Abstract

In the early stages of the coronavirus pandemic National Health Service hospitals were instructed to rapidly discharge patients from wards with consequences which, in the case of some care homes, has been claimed to be catastrophic due to lack of effective testing and isolation. These tragic events also highlight a longer-term issue, namely hospital discharge policies and their relationship with obligations placed on local authorities to assess needs of individuals under the Care Act 2014. Concerns have been expressed for some time regarding the delays in getting patients discharged from hospitals – with them being labelled inappropriately as ‘bed blockers’. The Health and Care Act 2022 includes new statutory measures concerning discharge to facilitate rapid discharge of patients from hospitals.
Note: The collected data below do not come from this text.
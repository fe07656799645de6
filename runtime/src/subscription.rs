//! Listener registry and subscription handles.
//!
//! Listeners are notified with a snapshot of the registry taken when the
//! notification round starts, so a listener that unsubscribes another one
//! mid-round does not disturb the iteration.

use crate::metrics::StoreMetrics;
use std::cell::RefCell;
use std::rc::{Rc, Weak};

/// Identifier of a registered listener
#[derive(Debug, Clone, Copy, PartialEq, Eq, Hash, PartialOrd, Ord)]
pub struct SubscriptionId(u64);

impl std::fmt::Display for SubscriptionId {
    fn fmt(&self, f: &mut std::fmt::Formatter<'_>) -> std::fmt::Result {
        write!(f, "sub-{}", self.0)
    }
}

type Listener<S> = Box<dyn FnMut(&S)>;

pub(crate) struct ListenerRegistry<S> {
    next_id: u64,
    listeners: Vec<(SubscriptionId, Listener<S>)>,
    // listeners taken out of `listeners` for the current round
    checked_out: Vec<SubscriptionId>,
    // unsubscribed while their listener was checked out for notification
    cancelled: Vec<SubscriptionId>,
}

impl<S> ListenerRegistry<S> {
    pub(crate) const fn new() -> Self {
        Self {
            next_id: 0,
            listeners: Vec::new(),
            checked_out: Vec::new(),
            cancelled: Vec::new(),
        }
    }

    pub(crate) fn insert(&mut self, listener: Listener<S>) -> SubscriptionId {
        let id = SubscriptionId(self.next_id);
        self.next_id += 1;
        self.listeners.push((id, listener));
        id
    }

    fn remove(&mut self, id: SubscriptionId) -> bool {
        if let Some(index) = self.listeners.iter().position(|(existing, _)| *existing == id) {
            drop(self.listeners.remove(index));
            return true;
        }

        if self.checked_out.contains(&id) && !self.cancelled.contains(&id) {
            self.cancelled.push(id);
            return true;
        }

        false
    }

    pub(crate) fn len(&self) -> usize {
        (self.listeners.len() + self.checked_out.len()).saturating_sub(self.cancelled.len())
    }

    /// Calls every listener with `state`
    pub(crate) fn notify(registry: &Rc<RefCell<Self>>, state: &S) {
        let mut active = {
            let mut registry = registry.borrow_mut();
            let active = std::mem::take(&mut registry.listeners);
            registry.checked_out = active.iter().map(|(id, _)| *id).collect();
            active
        };

        for (_, listener) in &mut active {
            listener(state);
        }

        let mut registry = registry.borrow_mut();
        registry.checked_out.clear();
        let cancelled = std::mem::take(&mut registry.cancelled);
        active.retain(|(id, _)| !cancelled.contains(id));
        active.append(&mut registry.listeners);
        registry.listeners = active;
    }
}

/// Handle returned by `Store::subscribe`
///
/// Dropping the handle does not unsubscribe; call [`Subscription::unsubscribe`].
pub struct Subscription<S> {
    id: SubscriptionId,
    registry: Weak<RefCell<ListenerRegistry<S>>>,
}

impl<S> Subscription<S> {
    pub(crate) const fn new(id: SubscriptionId, registry: Weak<RefCell<ListenerRegistry<S>>>) -> Self {
        Self { id, registry }
    }

    /// Identifier of the listener
    #[must_use]
    pub const fn id(&self) -> SubscriptionId {
        self.id
    }

    /// Remove the listener
    ///
    /// Returns `false` if it was already removed or the store is gone.
    pub fn unsubscribe(&self) -> bool {
        let Some(registry) = self.registry.upgrade() else {
            return false;
        };

        let mut registry = registry.borrow_mut();
        let removed = registry.remove(self.id);
        if removed {
            StoreMetrics::record_subscribers(registry.len());
            tracing::debug!(subscription = %self.id, "Listener unsubscribed");
        }
        removed
    }
}

impl<S> std::fmt::Debug for Subscription<S> {
    fn fmt(&self, f: &mut std::fmt::Formatter<'_>) -> std::fmt::Result {
        f.debug_struct("Subscription").field("id", &self.id).finish()
    }
}

#[cfg(test)]
mod tests {
    use super::*;
    use std::cell::Cell;

    #[test]
    fn test_listener_can_unsubscribe_itself_mid_round() {
        let registry = Rc::new(RefCell::new(ListenerRegistry::<u32>::new()));
        let handle: Rc<RefCell<Option<Subscription<u32>>>> = Rc::new(RefCell::new(None));
        let calls = Rc::new(Cell::new(0));

        let inner_handle = Rc::clone(&handle);
        let inner_calls = Rc::clone(&calls);
        let id = registry.borrow_mut().insert(Box::new(move |_: &u32| {
            inner_calls.set(inner_calls.get() + 1);
            if let Some(subscription) = inner_handle.borrow().as_ref() {
                subscription.unsubscribe();
            }
        }));
        *handle.borrow_mut() = Some(Subscription::new(id, Rc::downgrade(&registry)));

        ListenerRegistry::notify(&registry, &1);
        ListenerRegistry::notify(&registry, &2);

        assert_eq!(calls.get(), 1);
        assert_eq!(registry.borrow().len(), 0);
    }

    #[test]
    fn test_unsubscribe_twice_mid_round() {
        let registry = Rc::new(RefCell::new(ListenerRegistry::<u32>::new()));
        let other_id = registry.borrow_mut().insert(Box::new(|_: &u32| {}));
        let other = Subscription::new(other_id, Rc::downgrade(&registry));
        assert!(other.unsubscribe());

        let results = Rc::new(RefCell::new(Vec::new()));
        let inner_results = Rc::clone(&results);
        registry.borrow_mut().insert(Box::new(move |_: &u32| {
            inner_results.borrow_mut().push(other.unsubscribe());
        }));

        ListenerRegistry::notify(&registry, &1);

        assert_eq!(*results.borrow(), vec![false]);
        assert_eq!(registry.borrow().len(), 1);
    }

    #[test]
    fn test_unsubscribing_another_listener_mid_round() {
        let registry = Rc::new(RefCell::new(ListenerRegistry::<u32>::new()));
        let calls = Rc::new(Cell::new(0));

        let second_calls = Rc::clone(&calls);
        let second_id = registry.borrow_mut().insert(Box::new(move |_: &u32| {
            second_calls.set(second_calls.get() + 1);
        }));
        let second = Subscription::new(second_id, Rc::downgrade(&registry));

        let results = Rc::new(RefCell::new(Vec::new()));
        let inner_results = Rc::clone(&results);
        registry.borrow_mut().insert(Box::new(move |_: &u32| {
            inner_results.borrow_mut().push(second.unsubscribe());
        }));

        ListenerRegistry::notify(&registry, &1);
        ListenerRegistry::notify(&registry, &2);

        assert_eq!(*results.borrow(), vec![true, false]);
        assert_eq!(calls.get(), 1);
        assert_eq!(registry.borrow().len(), 1);
    }

    #[test]
    fn test_count_reported_after_unsubscribe_mid_round() {
        let registry = Rc::new(RefCell::new(ListenerRegistry::<u32>::new()));
        let first_id = registry.borrow_mut().insert(Box::new(|_: &u32| {}));
        let first = Subscription::new(first_id, Rc::downgrade(&registry));
        registry.borrow_mut().insert(Box::new(|_: &u32| {}));

        let counts = Rc::new(RefCell::new(Vec::new()));
        let inner_counts = Rc::clone(&counts);
        let inner_registry = Rc::downgrade(&registry);
        registry.borrow_mut().insert(Box::new(move |_: &u32| {
            first.unsubscribe();
            if let Some(registry) = inner_registry.upgrade() {
                inner_counts.borrow_mut().push(registry.borrow().len());
            }
        }));

        ListenerRegistry::notify(&registry, &1);

        assert_eq!(*counts.borrow(), vec![2]);
        assert_eq!(registry.borrow().len(), 2);
    }

    #[test]
    fn test_unsubscribe_twice() {
        let registry = Rc::new(RefCell::new(ListenerRegistry::<u32>::new()));
        let id = registry.borrow_mut().insert(Box::new(|_: &u32| {}));
        let subscription = Subscription::new(id, Rc::downgrade(&registry));

        assert!(subscription.unsubscribe());
        assert!(!subscription.unsubscribe());
    }

    #[test]
    fn test_unsubscribe_after_store_dropped() {
        let registry = Rc::new(RefCell::new(ListenerRegistry::<u32>::new()));
        let id = registry.borrow_mut().insert(Box::new(|_: &u32| {}));
        let subscription = Subscription::new(id, Rc::downgrade(&registry));

        drop(registry);
        assert!(!subscription.unsubscribe());
    }
}
//! Sample catalog the store is seeded with.

use crate::types::{Category, Product, ProductId};
use chrono::{DateTime, NaiveDate, Utc};

/// The five sample products, in catalog order
#[must_use]
pub fn seed_products() -> Vec<Product> {
    vec![
        product(
            SeedProduct {
                id: "1",
                name: "Premium Wireless Headphones",
                price: 299.99,
                original_price: Some(399.99),
                description: "High-quality noise-cancelling wireless headphones with 30-hour battery life",
                category: Category::Electronics,
                stock: 15,
                rating: 4.5,
                reviews_count: 234,
                weight: 0.3,
                popularity: 89,
            },
            &["headphones1.jpg", "headphones2.jpg"],
            &["wireless", "noise-cancelling", "premium"],
            (2024, 1, 15),
        ),
        product(
            SeedProduct {
                id: "2",
                name: "Smart Watch Pro",
                price: 399.99,
                original_price: None,
                description: "Advanced fitness tracking and health monitoring smartwatch",
                category: Category::Electronics,
                stock: 8,
                rating: 4.7,
                reviews_count: 156,
                weight: 0.1,
                popularity: 76,
            },
            &["watch1.jpg", "watch2.jpg"],
            &["fitness", "health", "smart"],
            (2024, 2, 1),
        ),
        product(
            SeedProduct {
                id: "3",
                name: "Eco-Friendly Yoga Mat",
                price: 49.99,
                original_price: Some(69.99),
                description: "Sustainable, non-slip yoga mat made from natural materials",
                category: Category::Sports,
                stock: 25,
                rating: 4.8,
                reviews_count: 89,
                weight: 1.2,
                popularity: 65,
            },
            &["yogamat1.jpg"],
            &["eco-friendly", "yoga", "fitness"],
            (2024, 1, 20),
        ),
        product(
            SeedProduct {
                id: "4",
                name: "Bestselling Novel Collection",
                price: 79.99,
                original_price: None,
                description: "Collection of top 10 bestselling novels of the year",
                category: Category::Books,
                stock: 3,
                rating: 4.6,
                reviews_count: 312,
                weight: 2.5,
                popularity: 92,
            },
            &["books1.jpg"],
            &["bestseller", "fiction", "collection"],
            (2024, 1, 10),
        ),
        product(
            SeedProduct {
                id: "5",
                name: "Designer Winter Jacket",
                price: 199.99,
                original_price: Some(299.99),
                description: "Stylish and warm winter jacket with premium materials",
                category: Category::Clothing,
                stock: 0,
                rating: 4.4,
                reviews_count: 67,
                weight: 0.8,
                popularity: 58,
            },
            &["jacket1.jpg", "jacket2.jpg"],
            &["winter", "designer", "premium"],
            (2024, 2, 10),
        ),
    ]
}

struct SeedProduct {
    id: &'static str,
    name: &'static str,
    price: f64,
    original_price: Option<f64>,
    description: &'static str,
    category: Category,
    stock: u32,
    rating: f64,
    reviews_count: u32,
    weight: f64,
    popularity: u32,
}

fn product(
    seed: SeedProduct,
    images: &[&str],
    tags: &[&str],
    (year, month, day): (i32, u32, u32),
) -> Product {
    Product {
        id: ProductId::new(seed.id),
        name: seed.name.to_string(),
        price: seed.price,
        original_price: seed.original_price,
        description: seed.description.to_string(),
        category: seed.category,
        stock: seed.stock,
        rating: seed.rating,
        reviews_count: seed.reviews_count,
        images: images.iter().map(|s| (*s).to_string()).collect(),
        weight: seed.weight,
        tags: tags.iter().map(|s| (*s).to_string()).collect(),
        created_at: midnight_utc(year, month, day),
        popularity: seed.popularity,
    }
}

fn midnight_utc(year: i32, month: u32, day: u32) -> DateTime<Utc> {
    NaiveDate::from_ymd_opt(year, month, day)
        .and_then(|date| date.and_hms_opt(0, 0, 0))
        .map(|naive| naive.and_utc())
        .unwrap_or_default()
}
This can be seen as a solution to a major resource problem, but could this ultimately undermine choice and respect for individual wellbeing?The article explores the background to the recent controversies concerning hospital discharge decisions and their relationship with the Care Act 2014. It demonstrates that, while the current debates and controversies regarding hospital discharge decisions are nothing new and pre-date the pandemic by decades, hospital discharge processes accelerated during the pandemic and have left a problematic legacy. It interrogates the Health and Care Act 2022 discharge provisions and whether these will be an effective integration of health and social care provision going forward or whether there is a real risk of undermining individual autonomy, the Care Act 2014 obligations concerning promotion of well-being and a person’s choice of their ‘home’.